## Problem
Take the data below and copy exactly the lines starting at the one with "a request lifecycle." and finishing at the one with "then a TOML", both included.

## Excerpted records
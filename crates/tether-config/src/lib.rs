//! Configuration for binding a Thrift client to a request lifecycle.
//!
//! [`Config`] is the option mapping supplied once when the client is built.
//! It resolves into a [`ConnectionDescriptor`] (which transport to build and
//! where it points) and a [`ProtocolKind`] (which codec wraps it). Nothing in
//! this crate touches the network.
//!
//! Standalone processes load it through `ortho_config`: defaults, then a TOML
//! file (`--config-path` or `TETHER_CONFIG_PATH`), then `TETHER_`-prefixed
//! environment variables, then command-line flags. Embedding hosts that keep
//! their own settings dictionary hand it over with [`Config::from_pairs`].

mod defaults;
mod descriptor;
mod error;
mod loader;
mod logging;
mod protocol;

use std::str::FromStr;
use std::time::Duration;

use camino::Utf8PathBuf;
use ortho_config::OrthoConfig;
use serde::{Deserialize, Serialize};
use strum::EnumString;

pub use defaults::{
    DEFAULT_HTTP_PORT, DEFAULT_HTTPS_PORT, DEFAULT_LOG_FILTER, DEFAULT_PROTOCOL, DEFAULT_TCP_PORT,
    default_log_filter, default_log_filter_string, default_log_format, default_protocol_name,
};
pub use descriptor::{ConnectionDescriptor, Endpoint, Scheme, TlsOptions};
pub use error::ConfigurationError;
pub use loader::{ArgsConfigLoader, ConfigLoader};
pub use logging::{LogFormat, LogFormatParseError, LogSettings};
pub use protocol::ProtocolKind;

/// Option names recognised in a host framework's configuration dictionary.
#[derive(Debug, Clone, Copy, PartialEq, Eq, EnumString, strum::Display)]
#[strum(serialize_all = "SCREAMING_SNAKE_CASE")]
pub enum ConfigKey {
    /// Connection URI.
    TransportUri,
    /// Wire protocol name.
    ProtocolName,
    /// Peer certificate verification toggle.
    TlsValidate,
    /// Trusted CA bundle.
    TlsCaPath,
    /// Buffering layer toggle.
    Buffered,
    /// Compression layer toggle.
    Compressed,
    /// Implicit per-request connection toggle.
    AlwaysConnect,
    /// Socket connect, read, and write timeout in milliseconds.
    SocketTimeoutMs,
    /// Log filter directive.
    LogFilter,
    /// Log output format.
    LogFormat,
}

/// Resolved configuration for one client instance.
#[derive(Debug, Clone, PartialEq, Eq, Deserialize, Serialize, OrthoConfig)]
#[serde(default)]
#[ortho_config(prefix = "TETHER")]
pub struct Config {
    /// Connection URI; required.
    pub transport_uri: Option<String>,
    /// Wire protocol name, validated when the client is built.
    #[ortho_config(default = default_protocol_name())]
    pub protocol_name: String,
    /// Verify the peer certificate for `tcps` and `unixs`.
    #[ortho_config(default = true)]
    pub tls_validate: bool,
    /// CA bundle used when `tls_validate` is set.
    pub tls_ca_path: Option<Utf8PathBuf>,
    /// Insert the buffering layer.
    #[ortho_config(default = false)]
    pub buffered: bool,
    /// Insert the zlib layer.
    #[ortho_config(default = false)]
    pub compressed: bool,
    /// Open and close the transport around every unit of work.
    #[ortho_config(default = true)]
    pub always_connect: bool,
    /// Socket timeout in milliseconds; unset or zero leaves the OS default.
    pub socket_timeout_ms: Option<u64>,
    /// Log filter directive.
    #[ortho_config(default = default_log_filter_string())]
    pub log_filter: String,
    /// Log output format.
    #[ortho_config(default = default_log_format())]
    pub log_format: LogFormat,
}

impl Default for Config {
    fn default() -> Self {
        Self {
            transport_uri: None,
            protocol_name: default_protocol_name(),
            tls_validate: true,
            tls_ca_path: None,
            buffered: false,
            compressed: false,
            always_connect: true,
            socket_timeout_ms: None,
            log_filter: default_log_filter_string(),
            log_format: default_log_format(),
        }
    }
}

impl Config {
    /// Default configuration pointing at `uri`.
    #[must_use]
    pub fn for_transport(uri: impl Into<String>) -> Self {
        Self {
            transport_uri: Some(uri.into()),
            ..Self::default()
        }
    }

    /// Builds a configuration from a host framework's settings dictionary,
    /// layered over the defaults.
    ///
    /// Keys use the upper-case option names (`TRANSPORT_URI`,
    /// `PROTOCOL_NAME`, ...). Unrecognised keys are ignored so the host can
    /// pass its whole dictionary.
    ///
    /// # Errors
    ///
    /// Returns [`ConfigurationError::InvalidValue`] when a recognised key has
    /// a malformed value.
    pub fn from_pairs<I, K, V>(pairs: I) -> Result<Self, ConfigurationError>
    where
        I: IntoIterator<Item = (K, V)>,
        K: AsRef<str>,
        V: AsRef<str>,
    {
        Self::default().with_pairs(pairs)
    }

    /// Applies string pairs on top of this configuration.
    ///
    /// # Errors
    ///
    /// Returns [`ConfigurationError::InvalidValue`] when a recognised key has
    /// a malformed value.
    pub fn with_pairs<I, K, V>(mut self, pairs: I) -> Result<Self, ConfigurationError>
    where
        I: IntoIterator<Item = (K, V)>,
        K: AsRef<str>,
        V: AsRef<str>,
    {
        for (key, value) in pairs {
            self.apply(key.as_ref(), value.as_ref())?;
        }
        Ok(self)
    }

    /// Applies a single option. Returns `false` when the key is not recognised.
    ///
    /// # Errors
    ///
    /// Returns [`ConfigurationError::InvalidValue`] when the value is malformed.
    pub fn apply(&mut self, key: &str, value: &str) -> Result<bool, ConfigurationError> {
        let Ok(option) = ConfigKey::from_str(key) else {
            return Ok(false);
        };
        match option {
            ConfigKey::TransportUri => self.transport_uri = Some(value.to_owned()),
            ConfigKey::ProtocolName => value.clone_into(&mut self.protocol_name),
            ConfigKey::TlsValidate => self.tls_validate = parse_flag(option, value)?,
            ConfigKey::TlsCaPath => self.tls_ca_path = non_blank(value).map(Utf8PathBuf::from),
            ConfigKey::Buffered => self.buffered = parse_flag(option, value)?,
            ConfigKey::Compressed => self.compressed = parse_flag(option, value)?,
            ConfigKey::AlwaysConnect => self.always_connect = parse_flag(option, value)?,
            ConfigKey::SocketTimeoutMs => {
                self.socket_timeout_ms = non_blank(value)
                    .map(|millis| {
                        millis.parse::<u64>().map_err(|_| invalid(option, value, "milliseconds"))
                    })
                    .transpose()?;
            }
            ConfigKey::LogFilter => value.clone_into(&mut self.log_filter),
            ConfigKey::LogFormat => {
                self.log_format = LogFormat::from_str(value)
                    .map_err(|_| invalid(option, value, "one of json, compact"))?;
            }
        }
        Ok(true)
    }

    /// Parses the connection descriptor.
    ///
    /// # Errors
    ///
    /// Returns [`ConfigurationError`] when `TRANSPORT_URI` is missing, empty,
    /// or malformed.
    pub fn descriptor(&self) -> Result<ConnectionDescriptor, ConfigurationError> {
        let uri = self
            .transport_uri
            .as_deref()
            .ok_or(ConfigurationError::MissingTransport)?;
        ConnectionDescriptor::parse(uri, self.tls_options())
    }

    /// TLS options for socket schemes.
    #[must_use]
    pub fn tls_options(&self) -> TlsOptions {
        TlsOptions {
            validate: self.tls_validate,
            ca_path: self.tls_ca_path.clone(),
        }
    }

    /// Resolves the configured protocol name.
    ///
    /// # Errors
    ///
    /// Returns [`ConfigurationError`] for unknown or unsupported names.
    pub fn protocol_kind(&self) -> Result<ProtocolKind, ConfigurationError> {
        ProtocolKind::resolve(&self.protocol_name)
    }

    /// Socket timeout, when configured.
    #[must_use]
    pub fn socket_timeout(&self) -> Option<Duration> {
        self.socket_timeout_ms
            .filter(|millis| *millis > 0)
            .map(Duration::from_millis)
    }

    /// Log filter directive.
    #[must_use]
    pub fn log_filter(&self) -> &str {
        &self.log_filter
    }

    /// Log output format.
    #[must_use]
    pub const fn log_format(&self) -> LogFormat {
        self.log_format
    }

    /// Logging settings for the telemetry initialiser.
    #[must_use]
    pub fn log_settings(&self) -> LogSettings {
        LogSettings {
            filter: self.log_filter.clone(),
            format: self.log_format,
        }
    }
}

fn non_blank(value: &str) -> Option<&str> {
    let trimmed = value.trim();
    (!trimmed.is_empty()).then_some(trimmed)
}

fn parse_flag(key: ConfigKey, value: &str) -> Result<bool, ConfigurationError> {
    match value.trim().to_ascii_lowercase().as_str() {
        "true" | "1" | "yes" | "on" => Ok(true),
        "false" | "0" | "no" | "off" => Ok(false),
        _ => Err(invalid(key, value, "a boolean")),
    }
}

fn invalid(key: ConfigKey, value: &str, expected: &'static str) -> ConfigurationError {
    ConfigurationError::InvalidValue {
        key: key.to_string(),
        value: value.to_owned(),
        expected,
    }
}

## Answer to this exercise
//! Configuration for binding a Thrift client to a request lifecycle.
//!
//! [`Config`] is the option mapping supplied once when the client is built.
//! It resolves into a [`ConnectionDescriptor`] (which transport to build and
//! where it points) and a [`ProtocolKind`] (which codec wraps it). Nothing in
//! this crate touches the network.
//!
//! Standalone processes load it through `ortho_config`: defaults, then a TOML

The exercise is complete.